God’s Command to the Church
It is important for all Churches and believers to understand that discipling others is not optional, but it is a responsibility and a calling from God. So what is the purpose and nature of this “discipling” process? After His resurrection, Jesus appeared to His followers for a time. As He prepared to ascend to the Father in Heaven, He delivered a command we call The Great Commission. Jesus’ instruction was not only to the disciples of that day, but to all believers for all time. We know this because His command in the following verse is to “make disciples of ALL the nations…even to the end of the age”.
Matthew 28:19-20 “Go therefore and make disciples of all the nations, baptizing them in the name of the Father and of the Son and of the Holy Spirit, teaching them to observe all things that I have commanded you; and lo, I am with you always, even to the end of the age.” Amen
The original language of this Scripture is Greek, and it is very specific. “Make disciples” is the translation of the verb, and the rest of the sentence supports that action. Go, baptizing and teaching are all participles that refer to the making of disciples. The main emphasis of Jesus’ command is an imperative verb that indicates “to do and continue to do.” Therefore, God wants us to be intentional about discipleship. It should be an ongoing discipline for every believer in every Church that truly believes in and professes to follow Christ’s teaching.
What we find now, in general, is this Scripture being taught in reference to sharing the gospel of salvation with others, or encouraging people to consider the mission field as an area of Christian service. Yes, it certainly refers to all that, but there is another equally important truth revealed in this verse, one that has been somewhat lost among believers and Churches today.
Go– is poreu-somai in Greek, which means to be in motion or to be about doing.
We see Churches and mission boards supporting believers as they “go” out to preach the gospel to those who are perishing in sin, but what about the continuing ministry to those struggling within our Churches and homes? This sphere of influence is included within Jesus’ command. Not only does Jesus’ life illustrate His discipling of those around Him, but look also at His apostles; they continuously poured their lives into others, teaching and exemplifying God’s will.

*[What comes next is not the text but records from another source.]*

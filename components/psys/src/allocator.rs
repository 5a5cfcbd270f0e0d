//! Drawing a process group's cells and channels from a pool
//!
//! [`allocate_resources`] is all-or-nothing: on any failure every cell and
//! channel drawn by the call goes back, and the pool, the allocation set and
//! the process group all read exactly as they did before.

use psys_resources::{
    CellId, CellMask, ResourceAllocationSet, ResourceDefs, ResourceError, ResourceId,
    ResourcePool,
};

use crate::error::{PsysError, Result};
use crate::manifest::{CellRequirement, ProgramGroupManifest, ProgramManifest};
use crate::pg::ProcessGroup;

/// Reserve every process's cell and channel draws in `pool`
///
/// The chosen cell and each channel's start offset are written into the
/// process entries of `pg`; the draws are appended to `set` and the cells
/// added to its mask.
///
/// # Errors
/// Exhaustion (`CellBusy`, `NoFreeCell`, `Exhausted`) is retryable; a
/// missing program, unknown cell or full set is not.
pub fn allocate_resources(
    pg: &mut ProcessGroup,
    manifest: &ProgramGroupManifest,
    set: &mut ResourceAllocationSet,
    pool: &mut ResourcePool,
    defs: &ResourceDefs,
) -> Result<()> {
    let snapshot = pg.clone();
    let mark = set.len();
    let mut cells = CellMask::EMPTY;

    let result = (0..pg.process_count()).try_for_each(|index| {
        let program_id = pg
            .process(index)
            .map(|p| p.program_id)
            .ok_or(PsysError::InvalidProcessGroup {
                reason: "process index out of range",
            })?;
        let program = manifest
            .program(program_id)
            .ok_or(PsysError::MissingProgram { program_id })?;

        if let Some(cell) = select_cell(program, pool, defs, cells)? {
            cells.insert(cell);
            pg.set_process_cell(index, cell)?;
        }
        draw_channels(pg, index, program, set, pool)
    });

    let result = result.and_then(|()| {
        pool.reserve_cells(cells)?;
        Ok(())
    });

    match result {
        Ok(()) => {
            set.add_cells(cells);
            pg.set_resource_bitmap(set.cells().bits());
            log::debug!(
                "pg {}: cells {:#x}, {} channel draws",
                pg.id(),
                cells.bits(),
                set.len() - mark
            );
            Ok(())
        }
        Err(err) => {
            while set.len() > mark {
                if let Some(record) = set.pop() {
                    if let Ok(resource) = pool.resource_mut(record.resource) {
                        resource.free(&record);
                    }
                }
            }
            *pg = snapshot;
            log::debug!("allocation rolled back: {}", err);
            Err(err)
        }
    }
}

fn select_cell(
    program: &ProgramManifest,
    pool: &ResourcePool,
    defs: &ResourceDefs,
    taken: CellMask,
) -> Result<Option<CellId>> {
    let held = |cell: CellId| pool.is_cell_reserved(cell) || taken.contains(cell);
    match program.cell {
        CellRequirement::None => Ok(None),
        CellRequirement::Fixed(cell) => {
            if cell as usize >= pool.num_cells() {
                return Err(ResourceError::UnknownCell { cell }.into());
            }
            if held(cell) {
                return Err(ResourceError::CellBusy { cell }.into());
            }
            Ok(Some(cell))
        }
        CellRequirement::Type(cell_type) => defs
            .cells_of_type(cell_type)
            .find(|&cell| !held(cell))
            .map(Some)
            .ok_or_else(|| ResourceError::NoFreeCell { cell_type }.into()),
    }
}

fn draw_channels(
    pg: &mut ProcessGroup,
    index: usize,
    program: &ProgramManifest,
    set: &mut ResourceAllocationSet,
    pool: &mut ResourcePool,
) -> Result<()> {
    for (kind, channel) in program.channels.iter().enumerate() {
        if channel.size == 0 {
            continue;
        }

        let resource = pool.resource_mut(kind as ResourceId)?;
        let record = match channel.offset {
            Some(offset) => resource.allocate_at(offset as usize, channel.size as usize)?,
            None => resource.allocate(channel.size as usize)?,
        };
        if let Err(err) = set.push(record) {
            resource.free(&record);
            return Err(err.into());
        }
        pg.set_process_channel_offset(index, kind, record.start)?;
    }
    Ok(())
}
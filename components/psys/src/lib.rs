//! IPU Process System - Job layer between clients and the IPU firmware
//!
//! # Purpose
//! Clients hand in process groups: job descriptors naming the programs to run
//! and the buffers to attach. This crate reserves the cells and DMA channels
//! each job needs, drives the firmware through a command backend, and tracks
//! every job as a kernel command (kcmd) until it completes, fails or is
//! aborted.
//!
//! # Integration Points
//! - Depends on: `psys-resources` (pools), `psys-fw-com` (queues),
//!   `ipu-cpd` (firmware package)
//! - Consumes: a [`DeviceMemory`](ipu_cpd::DeviceMemory) allocator, a
//!   [`Clock`], and either a doorbell (built-in backend) or an external
//!   [`PsysAbi`] implementation
//! - Provides to: the request layer above, via [`Psys`]
//!
//! # Architecture
//! ```text
//!  submit ──► ProcessGroup + ProgramGroupManifest
//!               │
//!               ▼
//!  Scheduler ── allocate_resources ──► running pool ─┐
//!     │                        └─────► started pool ─┤ move on completion
//!     ▼                                               │
//!  AbiBackend (builtin | external) ◄── events ◄──────┘
//! ```
//!
//! Kcmd state and both pools are only touched under spinlocks, so completion
//! may be driven from an interrupt-adjacent event handler. Backend failures
//! and watchdog expiry end the affected kcmd only; they surface as a
//! [`KcmdEvent`] with an error rather than as a returned error.
//!
//! # Testing Strategy
//! - Unit tests: codecs, allocator rollback, scheduler transitions
//! - Integration tests: full job flows against a scripted firmware

#![no_std]

#[cfg(test)]
#[macro_use]
extern crate std;

extern crate alloc;

mod abi;
mod allocator;
mod config;
mod error;
mod kcmd;
mod manifest;
mod pg;
mod psys;

pub use abi::{AbiBackend, AbiResult, BuiltinAbi, PsysAbi, TerminalBuffer};
pub use allocator::allocate_resources;
pub use config::{BackendKind, PsysConfig, DEFAULT_FW_LIB_VERSION, DEFAULT_WATCHDOG_TIMEOUT_MS};
pub use error::{AbiError, ErrorClass, PsysError, Result};
pub use kcmd::{
    KcmdError, KcmdEvent, KcmdFlags, KcmdState, KcmdToken, KernelCommand, Priority, Watchdog,
};
pub use manifest::{
    CellRequirement, ChannelRequirement, ProgramGroupManifest, ProgramManifest, ANY_CELL,
    ANY_OFFSET, MAX_CHANNEL_KINDS,
};
pub use pg::{
    BufferState, PgState, ProcessEntry, ProcessGroup, ProcessGroupBuilder, TerminalEntry,
    TerminalType, NO_CELL,
};
pub use psys::{Clock, KcmdParams, Psys};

Paul spent three years at Ephesus (Acts 20:31), personally discipling believers in “the whole counsel of God” (v. 27), so they would become mature in Christ. He also discipled leaders and taught them to do the same, to spend their energy and time teaching other believers (2 Tim. 2:2). Paul and Barnabas returned to the believers in Lystra, Iconium and Antioch for the purpose of “strengthening the souls of the disciples, exhorting them to continue in the faith.” (Acts 14:21-22). Strengthening means they shared the Word of God and exhorted believers to obey and endure. The list of examples is self-evident; discipleship is a pattern set by Jesus Himself, and continued by His faithful followers.